Goal of the exercise:
Go line by line through the listing below and copy those that hold "wire".

Information given:

====

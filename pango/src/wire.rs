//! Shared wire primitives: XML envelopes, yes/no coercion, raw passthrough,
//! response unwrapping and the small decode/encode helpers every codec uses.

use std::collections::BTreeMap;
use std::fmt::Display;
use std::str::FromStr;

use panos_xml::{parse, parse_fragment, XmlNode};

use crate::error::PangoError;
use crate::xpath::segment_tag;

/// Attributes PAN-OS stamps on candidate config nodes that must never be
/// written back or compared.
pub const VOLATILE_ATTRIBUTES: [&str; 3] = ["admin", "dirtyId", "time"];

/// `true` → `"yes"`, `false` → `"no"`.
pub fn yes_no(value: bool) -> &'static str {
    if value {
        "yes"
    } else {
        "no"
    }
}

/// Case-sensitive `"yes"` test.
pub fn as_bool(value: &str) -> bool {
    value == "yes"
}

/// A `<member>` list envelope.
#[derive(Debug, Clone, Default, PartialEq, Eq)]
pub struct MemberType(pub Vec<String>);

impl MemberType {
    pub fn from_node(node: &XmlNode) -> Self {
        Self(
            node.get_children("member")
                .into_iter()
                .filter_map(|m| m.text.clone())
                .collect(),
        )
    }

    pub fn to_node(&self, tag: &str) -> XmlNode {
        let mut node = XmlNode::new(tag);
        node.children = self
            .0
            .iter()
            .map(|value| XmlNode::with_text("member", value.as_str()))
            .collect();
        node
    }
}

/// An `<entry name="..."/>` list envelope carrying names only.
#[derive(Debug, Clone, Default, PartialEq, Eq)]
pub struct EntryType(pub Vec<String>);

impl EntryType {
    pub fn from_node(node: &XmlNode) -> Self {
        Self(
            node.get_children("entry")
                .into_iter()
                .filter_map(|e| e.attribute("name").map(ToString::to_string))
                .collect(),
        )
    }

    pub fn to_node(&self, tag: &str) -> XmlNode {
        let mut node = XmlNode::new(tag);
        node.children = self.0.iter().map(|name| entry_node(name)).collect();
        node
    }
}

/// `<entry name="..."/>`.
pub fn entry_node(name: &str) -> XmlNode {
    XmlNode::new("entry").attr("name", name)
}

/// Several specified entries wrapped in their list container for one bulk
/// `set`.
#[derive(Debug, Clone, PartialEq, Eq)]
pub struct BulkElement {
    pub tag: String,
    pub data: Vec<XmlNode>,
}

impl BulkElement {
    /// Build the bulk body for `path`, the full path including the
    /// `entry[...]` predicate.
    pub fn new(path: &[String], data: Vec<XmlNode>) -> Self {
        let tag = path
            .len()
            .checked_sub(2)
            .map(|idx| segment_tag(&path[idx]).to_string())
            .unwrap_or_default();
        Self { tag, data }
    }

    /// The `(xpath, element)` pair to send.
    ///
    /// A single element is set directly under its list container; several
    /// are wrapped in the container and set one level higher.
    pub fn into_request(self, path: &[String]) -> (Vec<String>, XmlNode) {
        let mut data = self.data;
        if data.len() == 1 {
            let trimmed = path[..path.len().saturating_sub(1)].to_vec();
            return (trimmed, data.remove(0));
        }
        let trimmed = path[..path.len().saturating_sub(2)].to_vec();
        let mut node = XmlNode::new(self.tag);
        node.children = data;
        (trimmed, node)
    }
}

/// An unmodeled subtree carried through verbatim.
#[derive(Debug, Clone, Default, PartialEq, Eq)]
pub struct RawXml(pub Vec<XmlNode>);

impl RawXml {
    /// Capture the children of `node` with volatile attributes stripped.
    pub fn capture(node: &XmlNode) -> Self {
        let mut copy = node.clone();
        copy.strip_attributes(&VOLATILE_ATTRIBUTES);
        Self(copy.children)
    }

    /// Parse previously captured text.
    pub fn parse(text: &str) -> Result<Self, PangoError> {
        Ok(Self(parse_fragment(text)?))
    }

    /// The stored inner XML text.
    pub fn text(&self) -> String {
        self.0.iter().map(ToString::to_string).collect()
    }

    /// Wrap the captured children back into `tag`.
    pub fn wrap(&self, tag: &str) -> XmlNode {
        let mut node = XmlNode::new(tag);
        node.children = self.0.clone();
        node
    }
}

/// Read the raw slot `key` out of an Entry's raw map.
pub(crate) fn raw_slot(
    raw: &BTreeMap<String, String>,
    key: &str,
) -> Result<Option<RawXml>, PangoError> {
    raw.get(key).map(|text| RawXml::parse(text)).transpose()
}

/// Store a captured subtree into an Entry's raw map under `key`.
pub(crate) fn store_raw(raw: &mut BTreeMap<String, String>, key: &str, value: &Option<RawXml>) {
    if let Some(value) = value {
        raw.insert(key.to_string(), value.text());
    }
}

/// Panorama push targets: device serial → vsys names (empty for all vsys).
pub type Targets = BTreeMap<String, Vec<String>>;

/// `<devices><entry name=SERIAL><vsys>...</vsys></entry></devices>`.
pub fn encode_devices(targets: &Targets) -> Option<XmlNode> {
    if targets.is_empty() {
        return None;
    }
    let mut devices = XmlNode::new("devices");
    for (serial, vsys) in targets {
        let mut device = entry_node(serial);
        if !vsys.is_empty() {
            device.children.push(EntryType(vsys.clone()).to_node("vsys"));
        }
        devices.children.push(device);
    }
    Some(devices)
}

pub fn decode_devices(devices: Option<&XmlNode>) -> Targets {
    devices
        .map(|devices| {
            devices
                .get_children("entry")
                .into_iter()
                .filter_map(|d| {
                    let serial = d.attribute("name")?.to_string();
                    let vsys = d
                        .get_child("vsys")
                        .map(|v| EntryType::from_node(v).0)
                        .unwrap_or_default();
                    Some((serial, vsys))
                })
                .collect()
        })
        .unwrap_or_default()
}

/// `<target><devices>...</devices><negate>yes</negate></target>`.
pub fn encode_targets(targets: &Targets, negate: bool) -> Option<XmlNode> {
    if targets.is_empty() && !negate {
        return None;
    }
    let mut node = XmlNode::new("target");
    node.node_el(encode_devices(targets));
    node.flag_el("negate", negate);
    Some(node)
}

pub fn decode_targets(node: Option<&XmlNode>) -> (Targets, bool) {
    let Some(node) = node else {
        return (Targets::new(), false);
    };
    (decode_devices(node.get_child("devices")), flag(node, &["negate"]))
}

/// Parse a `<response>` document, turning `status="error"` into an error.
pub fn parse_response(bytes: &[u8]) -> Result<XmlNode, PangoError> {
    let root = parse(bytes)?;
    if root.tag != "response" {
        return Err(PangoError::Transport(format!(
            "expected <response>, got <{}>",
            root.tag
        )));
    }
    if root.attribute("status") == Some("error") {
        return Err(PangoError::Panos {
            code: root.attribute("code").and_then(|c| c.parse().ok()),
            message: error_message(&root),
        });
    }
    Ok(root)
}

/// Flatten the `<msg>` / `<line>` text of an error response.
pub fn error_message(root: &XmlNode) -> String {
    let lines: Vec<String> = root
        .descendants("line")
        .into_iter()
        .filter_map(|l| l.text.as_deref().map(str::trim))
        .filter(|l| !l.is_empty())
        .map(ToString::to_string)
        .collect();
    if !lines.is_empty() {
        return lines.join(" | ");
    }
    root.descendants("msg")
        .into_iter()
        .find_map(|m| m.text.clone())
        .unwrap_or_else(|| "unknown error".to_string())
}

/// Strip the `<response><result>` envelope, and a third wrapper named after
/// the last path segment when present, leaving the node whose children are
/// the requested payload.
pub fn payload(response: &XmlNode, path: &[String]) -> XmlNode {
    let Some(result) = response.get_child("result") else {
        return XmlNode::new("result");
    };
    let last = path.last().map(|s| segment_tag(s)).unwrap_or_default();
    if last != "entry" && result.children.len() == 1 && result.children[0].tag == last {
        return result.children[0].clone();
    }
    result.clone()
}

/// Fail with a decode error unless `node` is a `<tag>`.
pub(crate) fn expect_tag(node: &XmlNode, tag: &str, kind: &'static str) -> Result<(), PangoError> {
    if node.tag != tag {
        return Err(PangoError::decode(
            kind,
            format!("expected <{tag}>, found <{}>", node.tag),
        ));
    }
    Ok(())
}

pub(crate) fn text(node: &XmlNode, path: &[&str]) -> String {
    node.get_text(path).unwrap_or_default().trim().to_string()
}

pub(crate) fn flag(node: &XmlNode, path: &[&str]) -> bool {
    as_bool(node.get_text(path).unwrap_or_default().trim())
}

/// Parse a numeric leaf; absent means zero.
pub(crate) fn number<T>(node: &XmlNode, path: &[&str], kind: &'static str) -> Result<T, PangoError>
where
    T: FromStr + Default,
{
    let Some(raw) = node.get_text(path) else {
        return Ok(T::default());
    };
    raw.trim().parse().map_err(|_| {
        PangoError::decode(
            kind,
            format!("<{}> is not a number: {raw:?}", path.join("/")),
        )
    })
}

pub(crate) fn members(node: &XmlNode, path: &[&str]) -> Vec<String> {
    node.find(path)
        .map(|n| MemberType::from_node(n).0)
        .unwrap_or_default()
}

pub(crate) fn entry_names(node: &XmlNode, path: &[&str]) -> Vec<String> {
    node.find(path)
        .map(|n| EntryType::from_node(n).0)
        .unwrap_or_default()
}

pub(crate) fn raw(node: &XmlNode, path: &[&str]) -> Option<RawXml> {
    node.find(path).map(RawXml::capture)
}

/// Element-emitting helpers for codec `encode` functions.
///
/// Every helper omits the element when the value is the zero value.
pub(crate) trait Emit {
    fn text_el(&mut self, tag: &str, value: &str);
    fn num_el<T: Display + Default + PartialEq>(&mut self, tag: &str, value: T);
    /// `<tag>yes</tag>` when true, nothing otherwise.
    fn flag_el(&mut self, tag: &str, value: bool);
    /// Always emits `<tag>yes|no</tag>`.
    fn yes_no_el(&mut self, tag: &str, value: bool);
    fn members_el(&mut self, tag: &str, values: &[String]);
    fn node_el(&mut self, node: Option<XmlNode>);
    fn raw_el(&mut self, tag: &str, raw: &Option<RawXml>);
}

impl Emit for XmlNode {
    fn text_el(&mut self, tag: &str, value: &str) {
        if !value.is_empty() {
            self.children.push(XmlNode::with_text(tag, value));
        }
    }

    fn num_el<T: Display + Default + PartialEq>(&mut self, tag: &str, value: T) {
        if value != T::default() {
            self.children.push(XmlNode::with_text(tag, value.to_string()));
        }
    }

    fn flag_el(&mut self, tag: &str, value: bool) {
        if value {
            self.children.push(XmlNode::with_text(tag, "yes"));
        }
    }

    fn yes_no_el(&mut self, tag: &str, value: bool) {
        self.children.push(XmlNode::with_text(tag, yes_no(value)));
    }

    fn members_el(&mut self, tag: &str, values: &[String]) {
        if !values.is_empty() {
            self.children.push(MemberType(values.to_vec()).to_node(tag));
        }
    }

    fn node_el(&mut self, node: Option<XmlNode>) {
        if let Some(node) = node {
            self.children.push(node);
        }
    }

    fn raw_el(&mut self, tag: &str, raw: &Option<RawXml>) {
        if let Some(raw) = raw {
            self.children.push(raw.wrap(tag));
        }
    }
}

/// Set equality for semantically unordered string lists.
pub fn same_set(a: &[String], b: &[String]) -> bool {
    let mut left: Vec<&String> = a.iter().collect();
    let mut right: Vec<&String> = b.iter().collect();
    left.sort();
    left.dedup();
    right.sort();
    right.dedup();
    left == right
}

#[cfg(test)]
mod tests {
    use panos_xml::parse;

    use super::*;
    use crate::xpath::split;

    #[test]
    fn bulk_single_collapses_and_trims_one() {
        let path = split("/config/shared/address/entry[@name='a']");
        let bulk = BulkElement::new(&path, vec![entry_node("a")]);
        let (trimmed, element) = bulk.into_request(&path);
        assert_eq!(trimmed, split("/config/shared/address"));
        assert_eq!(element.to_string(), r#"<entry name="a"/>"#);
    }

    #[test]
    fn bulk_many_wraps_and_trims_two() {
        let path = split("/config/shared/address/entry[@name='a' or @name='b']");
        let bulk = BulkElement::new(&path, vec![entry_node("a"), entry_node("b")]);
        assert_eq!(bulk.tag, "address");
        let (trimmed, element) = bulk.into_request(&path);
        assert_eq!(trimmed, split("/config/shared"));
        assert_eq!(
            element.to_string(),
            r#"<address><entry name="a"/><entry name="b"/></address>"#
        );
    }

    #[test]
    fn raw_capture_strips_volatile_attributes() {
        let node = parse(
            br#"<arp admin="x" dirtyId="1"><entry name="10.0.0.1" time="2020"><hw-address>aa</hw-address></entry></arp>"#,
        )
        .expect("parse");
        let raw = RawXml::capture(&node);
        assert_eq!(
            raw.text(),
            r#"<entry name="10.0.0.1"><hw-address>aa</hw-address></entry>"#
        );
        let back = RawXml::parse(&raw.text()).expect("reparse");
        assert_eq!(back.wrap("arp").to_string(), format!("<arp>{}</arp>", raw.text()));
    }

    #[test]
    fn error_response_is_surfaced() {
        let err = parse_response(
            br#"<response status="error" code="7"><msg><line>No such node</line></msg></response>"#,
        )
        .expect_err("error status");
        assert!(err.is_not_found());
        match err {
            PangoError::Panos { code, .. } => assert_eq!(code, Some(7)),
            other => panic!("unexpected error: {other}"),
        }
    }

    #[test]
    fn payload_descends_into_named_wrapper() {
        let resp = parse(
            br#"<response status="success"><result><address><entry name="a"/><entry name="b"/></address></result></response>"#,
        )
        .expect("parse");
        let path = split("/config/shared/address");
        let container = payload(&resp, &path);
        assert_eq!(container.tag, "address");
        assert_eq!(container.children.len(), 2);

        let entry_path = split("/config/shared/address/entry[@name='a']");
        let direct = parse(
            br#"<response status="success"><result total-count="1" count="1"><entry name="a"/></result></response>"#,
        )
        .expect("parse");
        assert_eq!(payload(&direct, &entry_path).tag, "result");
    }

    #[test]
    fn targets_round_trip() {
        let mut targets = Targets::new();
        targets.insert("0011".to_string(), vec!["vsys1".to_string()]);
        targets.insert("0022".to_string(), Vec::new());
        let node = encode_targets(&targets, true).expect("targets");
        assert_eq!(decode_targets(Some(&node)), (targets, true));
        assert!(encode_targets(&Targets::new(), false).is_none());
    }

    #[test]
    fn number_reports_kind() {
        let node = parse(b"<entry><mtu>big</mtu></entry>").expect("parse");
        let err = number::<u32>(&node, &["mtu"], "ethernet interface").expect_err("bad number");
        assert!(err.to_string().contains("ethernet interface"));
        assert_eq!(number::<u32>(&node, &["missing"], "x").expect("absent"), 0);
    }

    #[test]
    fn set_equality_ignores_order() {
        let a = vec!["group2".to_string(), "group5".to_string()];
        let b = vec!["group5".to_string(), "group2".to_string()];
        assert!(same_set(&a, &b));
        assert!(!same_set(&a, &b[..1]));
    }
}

====

Expected output:
filename pango/src/wire.rs
//! Shared wire primitives: XML envelopes, yes/no coercion, raw passthrough,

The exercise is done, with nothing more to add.